1E and 1F were actually originally intended to be used as record and unit separators, respectively, so that's actually not a bad idea. The description for those fields in the article you linked even mentions that they're suited for use as field delimiters.

[–] [email protected] 18 points 6 days ago (1 children)

Generally a bad idea to use in-band signalling like that. They won't do anything weird but consider what happens if the actual data contains them.

[–] [email protected] 8 points 5 days ago* (last edited 5 days ago) (3 children)

consider what happens if the actual data contains them.

Then you'd escape them by using another character in front. But if their data format is ASCII text or is guaranteed not to have characters below ASCII 32 then using ASCII delimiters is fine.

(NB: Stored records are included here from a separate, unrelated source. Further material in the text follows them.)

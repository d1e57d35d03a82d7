//! Bounded per-kind device registry.
//!
//! A [`DeviceRegistry`] owns the live sessions of one device kind and the collaborator that
//! finds them. It is bounded by the kind's [`Device::MAX_DEVICES`] (optionally lowered by
//! configuration).
//!
//! # Lifecycle
//! - [`discover`](DeviceRegistry::discover) replaces the set with whatever the collaborator
//!   finds now, in discovery order, skipping devices that are already disconnected.
//! - [`update`](DeviceRegistry::update) polls every device once; devices observed
//!   disconnected are retired and removed.
//! - An empty set is rediscovered lazily by [`default_device`](DeviceRegistry::default_device)
//!   and [`all_or_discover`](DeviceRegistry::all_or_discover).

use crate::config::Config;
use crate::device::Device;
use crate::error::{InputError, Result};
use crate::keyboard::Keyboard;
use crate::metadata::DeviceKind;
use crate::mouse::Mouse;
use crate::raw::RawInputPlatform;
use crate::xinput::{Controller, Slot, XInput};
use std::sync::Arc;
use std::time::Duration;
use tracing::{debug, info, warn};

/// Finds devices of kind `D`.
pub trait Discover<D> {
    /// Open up to `limit` connected devices, in discovery order.
    fn discover(&self, limit: usize) -> Result<Vec<D>>;
}

impl<P: RawInputPlatform> Discover<Keyboard> for P {
    fn discover(&self, limit: usize) -> Result<Vec<Keyboard>> {
        let mut found = Vec::new();
        for desc in self.enumerate()? {
            if found.len() >= limit {
                break;
            }
            if desc.kind != DeviceKind::Keyboard {
                continue;
            }
            let mut keyboard = Keyboard::open(self, found.len(), desc)?;
            keyboard.update()?;
            if keyboard.is_connected() {
                found.push(keyboard);
            }
        }
        Ok(found)
    }
}

impl<P: RawInputPlatform> Discover<Mouse> for P {
    fn discover(&self, limit: usize) -> Result<Vec<Mouse>> {
        let mut found = Vec::new();
        for desc in self.enumerate()? {
            if found.len() >= limit {
                break;
            }
            if desc.kind != DeviceKind::Mouse {
                continue;
            }
            let mut mouse = Mouse::open(self, found.len(), desc)?;
            mouse.update()?;
            if mouse.is_connected() {
                found.push(mouse);
            }
        }
        Ok(found)
    }
}

/// Controllers are found by polling the four slots.
impl Discover<Controller> for Arc<XInput> {
    fn discover(&self, limit: usize) -> Result<Vec<Controller>> {
        let mut found = Vec::new();
        for slot in Slot::ALL {
            if found.len() >= limit {
                break;
            }
            let mut pad = Controller::new(Arc::clone(self), slot);
            pad.update(Duration::ZERO)?;
            if pad.is_connected() {
                found.push(pad);
            }
        }
        Ok(found)
    }
}

pub struct DeviceRegistry<D, P> {
    devices: Vec<D>,
    platform: P,
    capacity: usize,
}

impl<D, P> DeviceRegistry<D, P>
where
    D: Device,
    P: Discover<D>,
{
    /// Empty registry capped at `D::MAX_DEVICES`. Nothing is discovered yet.
    pub fn new(platform: P) -> Self {
        Self::with_capacity(platform, D::MAX_DEVICES)
    }

    /// Registry capped by the `[registry]` section of `config`.
    pub fn from_config(platform: P, config: &Config) -> Self {
        let capacity = config.registry.limit(D::KIND).unwrap_or(D::MAX_DEVICES);
        Self::with_capacity(platform, capacity)
    }

    /// Cap lowered to `capacity` (never raised above `D::MAX_DEVICES`).
    pub fn with_capacity(platform: P, capacity: usize) -> Self {
        Self {
            devices: Vec::new(),
            platform,
            capacity: capacity.min(D::MAX_DEVICES),
        }
    }

    #[inline]
    pub fn capacity(&self) -> usize {
        self.capacity
    }

    #[inline]
    pub fn platform(&self) -> &P {
        &self.platform
    }

    /// Replace the current set with a fresh enumeration.
    pub fn discover(&mut self) -> Result<()> {
        for mut old in self.devices.drain(..) {
            old.retire();
        }
        self.devices = self.platform.discover(self.capacity)?;
        info!(count = self.devices.len(), capacity = self.capacity, "discovered devices");
        for d in &self.devices {
            debug!(device = %d.describe(), "registered");
        }
        Ok(())
    }

    #[inline]
    pub fn all(&self) -> &[D] {
        &self.devices
    }

    #[inline]
    pub fn all_mut(&mut self) -> &mut [D] {
        &mut self.devices
    }

    /// All devices, rediscovering first when the set is empty.
    pub fn all_or_discover(&mut self) -> Result<&[D]> {
        if self.devices.is_empty() {
            self.discover()?;
        }
        Ok(&self.devices)
    }

    /// First device, rediscovering first when the set is empty.
    pub fn default_device(&mut self) -> Result<Option<&mut D>> {
        if self.devices.is_empty() {
            self.discover()?;
        }
        Ok(self.devices.first_mut())
    }

    pub fn get(&self, id: &str) -> Option<&D> {
        self.devices.iter().find(|d| d.id() == id)
    }

    pub fn get_mut(&mut self, id: &str) -> Option<&mut D> {
        self.devices.iter_mut().find(|d| d.id() == id)
    }

    #[inline]
    pub fn len(&self) -> usize {
        self.devices.len()
    }

    #[inline]
    pub fn is_empty(&self) -> bool {
        self.devices.is_empty()
    }

    /// Poll every device once, then drop the ones that reported disconnected.
    ///
    /// Every device is polled even when an earlier one fails; the first failure is returned.
    pub fn update(&mut self, time: Duration) -> Result<()> {
        let mut first_err: Option<InputError> = None;
        for d in &mut self.devices {
            if let Err(e) = d.update(time) {
                warn!(device = %d.describe(), error = %e, "device update failed");
                first_err.get_or_insert(e);
            }
        }

        self.devices.retain_mut(|d| {
            if d.is_connected() {
                return true;
            }
            info!(device = %d.describe(), "device removed");
            d.retire();
            false
        });

        first_err.map_or(Ok(()), Err)
    }

    /// Remove the device with `id`. Returns whether one was removed.
    pub fn notify_disconnected(&mut self, id: &str) -> bool {
        let Some(pos) = self.devices.iter().position(|d| d.id() == id) else {
            return false;
        };
        let mut d = self.devices.remove(pos);
        info!(device = %d.describe(), "device disconnected");
        d.retire();
        true
    }
}
//! Force-feedback intensities and keyframed vibration sequences.
//!
//! [`Vibration`] is a pair of normalized motor levels (`[0, 1]` each). Controllers convert it
//! to the native 16-bit motor speeds when it is sent.
//!
//! [`VibrationSequence`] is a time-keyed table of keyframes (milliseconds). Querying a time
//! between two keyframes linearly interpolates them; querying outside the table yields zero,
//! or wraps around when the sequence loops. Missing neighbours count as zero, so a sequence
//! ramps in from silence at `t = 0` without an explicit zero keyframe.
//!
//! ```
//! use padstate::vibration::{Vibration, VibrationSequence};
//!
//! let mut seq = VibrationSequence::new();
//! seq.add(0, Vibration::ZERO).unwrap();
//! seq.add(100, Vibration::FULL).unwrap();
//! assert_eq!(seq.at(50), Vibration::new(0.5, 0.5).unwrap());
//! assert_eq!(seq.at(200), Vibration::ZERO);
//! ```

use crate::error::{InputError, Result};
use serde::{Deserialize, Serialize};

/// Normalized left/right motor levels.
#[derive(Clone, Copy, Debug, Default, PartialEq, Serialize, Deserialize)]
pub struct Vibration {
    left_motor: f32,
    right_motor: f32,
}

impl Vibration {
    pub const ZERO: Vibration = Vibration {
        left_motor: 0.0,
        right_motor: 0.0,
    };

    pub const FULL: Vibration = Vibration {
        left_motor: 1.0,
        right_motor: 1.0,
    };

    /// Both levels must lie in `[0, 1]`; out-of-range values are rejected, not clamped.
    pub fn new(left_motor: f32, right_motor: f32) -> Result<Self> {
        for v in [left_motor, right_motor] {
            if !(0.0..=1.0).contains(&v) {
                return Err(InputError::IntensityOutOfRange(v));
            }
        }
        Ok(Self {
            left_motor,
            right_motor,
        })
    }

    /// Low-frequency (heavy) motor.
    #[inline]
    pub fn left_motor(&self) -> f32 {
        self.left_motor
    }

    /// High-frequency (light) motor.
    #[inline]
    pub fn right_motor(&self) -> f32 {
        self.right_motor
    }

    #[inline]
    pub fn is_zero(&self) -> bool {
        self.left_motor == 0.0 && self.right_motor == 0.0
    }

    /// Per-motor linear interpolation; `amount` of 0 yields `from`, 1 yields `to`.
    pub fn lerp(from: Vibration, to: Vibration, amount: f32) -> Vibration {
        Vibration {
            left_motor: from.left_motor + (to.left_motor - from.left_motor) * amount,
            right_motor: from.right_motor + (to.right_motor - from.right_motor) * amount,
        }
    }

    /// Native `XINPUT_VIBRATION` speeds (`0..=65535`).
    pub fn to_motor_speeds(self) -> (u16, u16) {
        let scale = |v: f32| (v * u16::MAX as f32).round() as u16;
        (scale(self.left_motor), scale(self.right_motor))
    }

    pub fn from_motor_speeds(left: u16, right: u16) -> Vibration {
        Vibration {
            left_motor: left as f32 / u16::MAX as f32,
            right_motor: right as f32 / u16::MAX as f32,
        }
    }
}

/// Anything that yields a vibration for a time offset (milliseconds since it started).
pub trait VibrationEffect: Send + Sync {
    fn at(&self, time: i64) -> Vibration;

    /// `true` once `time` lies past the end of an effect that does not repeat.
    fn is_finished(&self, _time: i64) -> bool {
        false
    }
}

#[derive(Clone, Copy, Debug, PartialEq)]
struct Keyframe {
    time: u32,
    vibration: Vibration,
}

/// Ordered keyframe timeline.
///
/// Keyframes are kept strictly increasing by time; adding at an existing time replaces that
/// keyframe in place.
#[derive(Clone, Debug, Default, PartialEq, Serialize, Deserialize)]
#[serde(try_from = "SequenceDef", into = "SequenceDef")]
pub struct VibrationSequence {
    keyframes: Vec<Keyframe>,
    last_frame_time: Option<u32>,
    loops: bool,
}

impl VibrationSequence {
    pub fn new() -> Self {
        Self::default()
    }

    pub fn looping() -> Self {
        Self {
            loops: true,
            ..Self::default()
        }
    }

    /// Time of the last keyframe, `None` while the sequence is empty.
    #[inline]
    pub fn last_frame_time(&self) -> Option<u32> {
        self.last_frame_time
    }

    #[inline]
    pub fn loops(&self) -> bool {
        self.loops
    }

    pub fn set_loops(&mut self, loops: bool) {
        self.loops = loops;
    }

    #[inline]
    pub fn len(&self) -> usize {
        self.keyframes.len()
    }

    #[inline]
    pub fn is_empty(&self) -> bool {
        self.keyframes.is_empty()
    }

    /// Insert a keyframe at `time` ms, or replace the one already there.
    pub fn add(&mut self, time: i64, vibration: Vibration) -> Result<()> {
        let time = keyframe_time(time)?;
        match self.keyframes.binary_search_by_key(&time, |k| k.time) {
            Ok(i) => self.keyframes[i].vibration = vibration,
            Err(i) => self.keyframes.insert(i, Keyframe { time, vibration }),
        }
        if self.last_frame_time.map_or(true, |last| time > last) {
            self.last_frame_time = Some(time);
        }
        Ok(())
    }

    /// Remove the keyframe at `time`. Returns whether one was there.
    pub fn remove(&mut self, time: i64) -> Result<bool> {
        let time = keyframe_time(time)?;
        let Ok(i) = self.keyframes.binary_search_by_key(&time, |k| k.time) else {
            return Ok(false);
        };
        self.keyframes.remove(i);
        if i == self.keyframes.len() {
            self.last_frame_time = self.keyframes.last().map(|k| k.time);
        }
        Ok(true)
    }

    pub fn clear(&mut self) {
        self.keyframes.clear();
        self.last_frame_time = None;
    }

    pub fn keyframe_times(&self) -> Vec<u32> {
        self.keyframes.iter().map(|k| k.time).collect()
    }

    pub fn is_keyframe(&self, time: i64) -> Result<bool> {
        let time = keyframe_time(time)?;
        Ok(self
            .keyframes
            .binary_search_by_key(&time, |k| k.time)
            .is_ok())
    }

    /// Interpolated vibration at `time` ms.
    ///
    /// Negative times and times past the end of a non-looping sequence are silent. A looping
    /// sequence wraps with a period of `last_frame_time + 1`.
    pub fn at(&self, time: i64) -> Vibration {
        if time < 0 {
            return Vibration::ZERO;
        }
        let Some(last) = self.last_frame_time else {
            return Vibration::ZERO;
        };

        let mut time = time;
        if time > last as i64 {
            if !self.loops {
                return Vibration::ZERO;
            }
            time %= last as i64 + 1;
        }
        // In range now: 0 <= time <= last.
        let time = time as u32;

        let i = match self.keyframes.binary_search_by_key(&time, |k| k.time) {
            Ok(i) => return self.keyframes[i].vibration,
            Err(i) => i,
        };

        let (prev_time, prev) = match i.checked_sub(1).map(|p| self.keyframes[p]) {
            Some(k) => (k.time, k.vibration),
            None => (0, Vibration::ZERO),
        };
        let (next_time, next) = match self.keyframes.get(i) {
            Some(k) => (k.time, k.vibration),
            None => (last, Vibration::ZERO),
        };

        if next_time <= prev_time {
            return prev;
        }
        let amount = (time - prev_time) as f32 / (next_time - prev_time) as f32;
        Vibration::lerp(prev, next, amount)
    }
}

impl VibrationEffect for VibrationSequence {
    fn at(&self, time: i64) -> Vibration {
        VibrationSequence::at(self, time)
    }

    fn is_finished(&self, time: i64) -> bool {
        !self.loops && self.last_frame_time.map_or(true, |last| time > last as i64)
    }
}

fn keyframe_time(time: i64) -> Result<u32> {
    if time < 0 {
        return Err(InputError::NegativeTime(time));
    }
    u32::try_from(time).map_err(|_| InputError::TimeOutOfRange(time))
}

/// Serialized form: `{ loops, keyframes = [{ time, left, right }, ...] }`.
#[derive(Serialize, Deserialize)]
struct SequenceDef {
    #[serde(default)]
    loops: bool,
    #[serde(default)]
    keyframes: Vec<KeyframeDef>,
}

#[derive(Serialize, Deserialize)]
struct KeyframeDef {
    time: i64,
    left: f32,
    right: f32,
}

impl TryFrom<SequenceDef> for VibrationSequence {
    type Error = InputError;

    fn try_from(def: SequenceDef) -> Result<Self> {
        let mut seq = VibrationSequence::new();
        seq.loops = def.loops;
        for k in def.keyframes {
            seq.add(k.time, Vibration::new(k.left, k.right)?)?;
        }
        Ok(seq)
    }
}

impl From<VibrationSequence> for SequenceDef {
    fn from(seq: VibrationSequence) -> Self {
        SequenceDef {
            loops: seq.loops,
            keyframes: seq
                .keyframes
                .iter()
                .map(|k| KeyframeDef {
                    time: k.time as i64,
                    left: k.vibration.left_motor,
                    right: k.vibration.right_motor,
                })
                .collect(),
        }
    }
}

#[cfg(test)]
mod tests {
    use super::*;

    fn v(l: f32, r: f32) -> Vibration {
        Vibration::new(l, r).unwrap()
    }

    fn ramp(loops: bool) -> VibrationSequence {
        let mut seq = VibrationSequence::new();
        seq.set_loops(loops);
        seq.add(0, Vibration::ZERO).unwrap();
        seq.add(100, Vibration::FULL).unwrap();
        seq
    }

    #[test]
    fn midpoint_of_ramp_is_half() {
        let seq = ramp(false);
        assert_eq!(seq.at(50), v(0.5, 0.5));
        assert_eq!(seq.at(200), Vibration::ZERO);
    }

    #[test]
    fn duplicate_time_replaces_in_place() {
        let mut seq = ramp(false);
        seq.add(100, v(0.25, 0.75)).unwrap();

        assert_eq!(seq.keyframe_times(), vec![0, 100]);
        assert_eq!(seq.at(100), v(0.25, 0.75));
    }

    #[test]
    fn samples_are_returned_exactly() {
        let mut seq = VibrationSequence::new();
        let frames = [(7, v(0.1, 0.3)), (33, v(0.7, 0.2)), (1000, v(0.9, 0.9))];
        for (t, x) in frames {
            seq.add(t, x).unwrap();
        }
        for (t, x) in frames {
            assert_eq!(seq.at(t), x);
        }
    }

    #[test]
    fn insertion_keeps_times_sorted() {
        let mut seq = VibrationSequence::new();
        for t in [50, 10, 30, 20, 40] {
            seq.add(t, Vibration::FULL).unwrap();
        }
        assert_eq!(seq.keyframe_times(), vec![10, 20, 30, 40, 50]);
        assert_eq!(seq.last_frame_time(), Some(50));
    }

    #[test]
    fn looping_wraps_with_period_last_plus_one() {
        let seq = ramp(true);
        assert_eq!(seq.at(150), seq.at(49));
        assert_eq!(seq.at(101), seq.at(0));
        assert_eq!(seq.at(201), seq.at(100));
    }

    #[test]
    fn non_looping_tail_is_silent() {
        let seq = ramp(false);
        assert_eq!(seq.at(101), Vibration::ZERO);
        assert_eq!(seq.at(150), Vibration::ZERO);
    }

    #[test]
    fn empty_sequence_is_silent() {
        let mut seq = VibrationSequence::looping();
        for t in [-5, 0, 1, 10_000] {
            assert_eq!(seq.at(t), Vibration::ZERO);
        }
        seq.add(10, Vibration::FULL).unwrap();
        seq.clear();
        assert_eq!(seq.at(10), Vibration::ZERO);
        assert_eq!(seq.last_frame_time(), None);
    }

    #[test]
    fn negative_times_are_rejected_but_query_is_zero() {
        let mut seq = ramp(false);
        assert!(matches!(
            seq.add(-1, Vibration::FULL),
            Err(InputError::NegativeTime(-1))
        ));
        assert!(matches!(seq.remove(-1), Err(InputError::NegativeTime(-1))));
        assert!(matches!(seq.is_keyframe(-1), Err(InputError::NegativeTime(-1))));
        assert_eq!(seq.at(-1), Vibration::ZERO);
        assert_eq!(seq.len(), 2);
    }

    #[test]
    fn missing_previous_neighbour_ramps_from_zero() {
        let mut seq = VibrationSequence::new();
        seq.add(100, Vibration::FULL).unwrap();

        assert_eq!(seq.at(0), Vibration::ZERO);
        assert_eq!(seq.at(25), v(0.25, 0.25));
    }

    #[test]
    fn removing_last_keyframe_recomputes_end() {
        let mut seq = ramp(false);
        seq.add(40, v(0.4, 0.4)).unwrap();

        assert!(seq.remove(100).unwrap());
        assert_eq!(seq.last_frame_time(), Some(40));
        assert_eq!(seq.at(60), Vibration::ZERO);

        assert!(!seq.remove(100).unwrap());
        assert!(seq.remove(0).unwrap());
        assert_eq!(seq.last_frame_time(), Some(40));
        assert!(seq.remove(40).unwrap());
        assert_eq!(seq.last_frame_time(), None);
        assert!(seq.is_empty());
    }

    #[test]
    fn is_keyframe_reports_membership() {
        let seq = ramp(false);
        assert!(seq.is_keyframe(0).unwrap());
        assert!(seq.is_keyframe(100).unwrap());
        assert!(!seq.is_keyframe(50).unwrap());
    }

    #[test]
    fn out_of_range_intensity_is_rejected() {
        assert!(matches!(
            Vibration::new(1.5, 0.0),
            Err(InputError::IntensityOutOfRange(x)) if x == 1.5
        ));
        assert!(Vibration::new(0.0, -0.1).is_err());
        assert!(Vibration::new(f32::NAN, 0.0).is_err());
    }

    #[test]
    fn motor_speeds_cover_full_range() {
        assert_eq!(Vibration::FULL.to_motor_speeds(), (65535, 65535));
        assert_eq!(Vibration::ZERO.to_motor_speeds(), (0, 0));
        assert_eq!(Vibration::from_motor_speeds(65535, 0), v(1.0, 0.0));
    }

    #[test]
    fn sequence_is_finished_only_when_not_looping() {
        let once = ramp(false);
        assert!(!once.is_finished(100));
        assert!(once.is_finished(101));
        assert!(!ramp(true).is_finished(10_000));
    }

    #[test]
    fn deserialized_sequence_is_sorted_and_validated() {
        let seq: VibrationSequence = serde_json::from_str(
            r#"{"loops":true,"keyframes":[{"time":100,"left":1.0,"right":0.5},{"time":0,"left":0.0,"right":0.0}]}"#,
        )
        .unwrap();
        assert!(seq.loops());
        assert_eq!(seq.keyframe_times(), vec![0, 100]);

        let bad = serde_json::from_str::<VibrationSequence>(
            r#"{"keyframes":[{"time":-3,"left":0.0,"right":0.0}]}"#,
        );
        assert!(bad.is_err());
    }
}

[–] SpaceNoodle 10 points 5 days ago (2 children)

But who escapes the escape characters?

[–] [email protected] 9 points 5 days ago

It's escape characters all the way down

[–] [email protected] 1 points 5 days ago (1 children)
[–] SpaceNoodle 7 points 5 days ago

Use emoji as escape characters

[–] lurklurk 5 points 5 days ago* (last edited 5 days ago)

Then you can just use a conmon delimiter like comma or semicolon or something. It's better even as you're less likely to have something that seems to work until your exotic delimiter pops up in the data.

Better yet, use a commonly used data format like csv or json and don't build your own

[–] [email protected] 3 points 5 days ago

Indeed. Escape characters add a lot of additional complexity, footguns, and performance penalties.

[–] [email protected] 9 points 6 days ago

Depends on if you want your data format to be strict ascii. If you don’t care, then sure, why not?